As demands on chemical building blocks grow tighter and the pressure for faster research cycles increases, the burden falls on manufacturers to step up and provide not just a product, but a repeatable experience. At the bench, that means batches that perform exactly as expected, lot after lot, without drama. To achieve this, we pay attention to what chemists worry about most: purity drift, inconsistent texture, stability shocks, delays caused by stock-outs, and information bottlenecks in documentation.
Every year, chemists take our 6-(4-morpholinyl)pyridine-3-boronic acid pinacol ester into new spaces—from fragment libraries for structure-based design to large-scale flow chemistry for clinical candidates. This kind of adoption only comes when the product does away with the process headaches that hold up whole projects or force whole-route redesigns.
By focusing on actual working chemists’ daily reality—handling, reactivity, storage, documentation—our manufacturing teams help turn promising routes into solid, publishable, and patentable results.
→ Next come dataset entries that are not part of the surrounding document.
//! Stargaze - Browse NASA imagery from the terminal
//!
//! A terminal UI application that shows NASA's astronomy picture of the day,
//! Mars rover photos queried by sol, and the day's near-Earth asteroids.

use std::io;
use std::panic;
use std::time::Duration;

use clap::Parser;
use crossterm::{
    event::{self, Event},
    execute,
    terminal::{disable_raw_mode, enable_raw_mode, EnterAlternateScreen, LeaveAlternateScreen},
};
use ratatui::{backend::CrosstermBackend, Terminal};

use stargaze::app::App;
use stargaze::cache::SessionCache;
use stargaze::cli::{Cli, StartupConfig};
use stargaze::config::Config;
use stargaze::data::NasaClient;
use stargaze::favorites::FavoriteStore;
use stargaze::ui;

/// Sets up a panic hook that restores the terminal before printing the panic message.
/// This ensures the terminal is usable even if the application panics.
fn setup_panic_hook() {
    let original_hook = panic::take_hook();
    panic::set_hook(Box::new(move |panic_info| {
        // Attempt to restore the terminal
        let _ = disable_raw_mode();
        let _ = execute!(io::stdout(), LeaveAlternateScreen);
        // Call the original panic hook
        original_hook(panic_info);
    }));
}

#[tokio::main]
async fn main() -> Result<(), Box<dyn std::error::Error>> {
    // Parse CLI arguments before touching the terminal
    let cli = Cli::parse();
    let startup = match StartupConfig::from_cli(&cli) {
        Ok(startup) => startup,
        Err(err) => {
            eprintln!("{}", err);
            std::process::exit(2);
        }
    };

    // Build the stores and client the app runs over
    let config = Config::from_env().with_api_key_override(startup.api_key.clone());
    let client = NasaClient::new(config.api_key).with_base_url(config.api_base);
    let cache = SessionCache::new();
    let favorites = FavoriteStore::open();

    // Set up panic hook to restore terminal on crash
    setup_panic_hook();

    // Setup terminal
    enable_raw_mode()?;
    let mut stdout = io::stdout();
    execute!(stdout, EnterAlternateScreen)?;
    let backend = CrosstermBackend::new(stdout);
    let mut terminal = Terminal::new(backend)?;

    // Create app instance and kick off the first fetch
    let mut app = App::with_startup_config(startup, client, cache, favorites);
    app.activate();

    // Main event loop
    loop {
        // Apply fetch results that arrived since the last frame, then
        // fire the debounced sol fetch if its quiet period elapsed
        app.poll_fetch_messages();
        app.tick();

        // Render UI
        terminal.draw(|frame| ui::render(frame, &app))?;

        // Poll for keyboard events with 100ms timeout
        if event::poll(Duration::from_millis(100))? {
            if let Event::Key(key) = event::read()? {
                app.handle_key(key);
            }
        }

        // Check if we should quit
        if app.should_quit {
            break;
        }
    }

    // Restore terminal
    disable_raw_mode()?;
    execute!(terminal.backend_mut(), LeaveAlternateScreen)?;

    Ok(())
}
This isn’t just business, it’s the ongoing work of supporting discovery and building an enduring relationship between supplier and bench chemist. Our experience with this pinacol ester boronate bears out that every detail—right down to solvent residues and particle size—makes a difference to real-world results.
We remain committed to delivering the dependability, collaboration, and practical innovation that synthetic chemistry now expects. If you’re working on next-generation molecules, know that every batch of our 6-(4-morpholinyl)pyridine-3-boronic acid pinacol ester comes with not just analytical numbers on paper, but the benefit of decades in the chemical trenches—facing the same challenges, and pushing the boundaries side by side with you.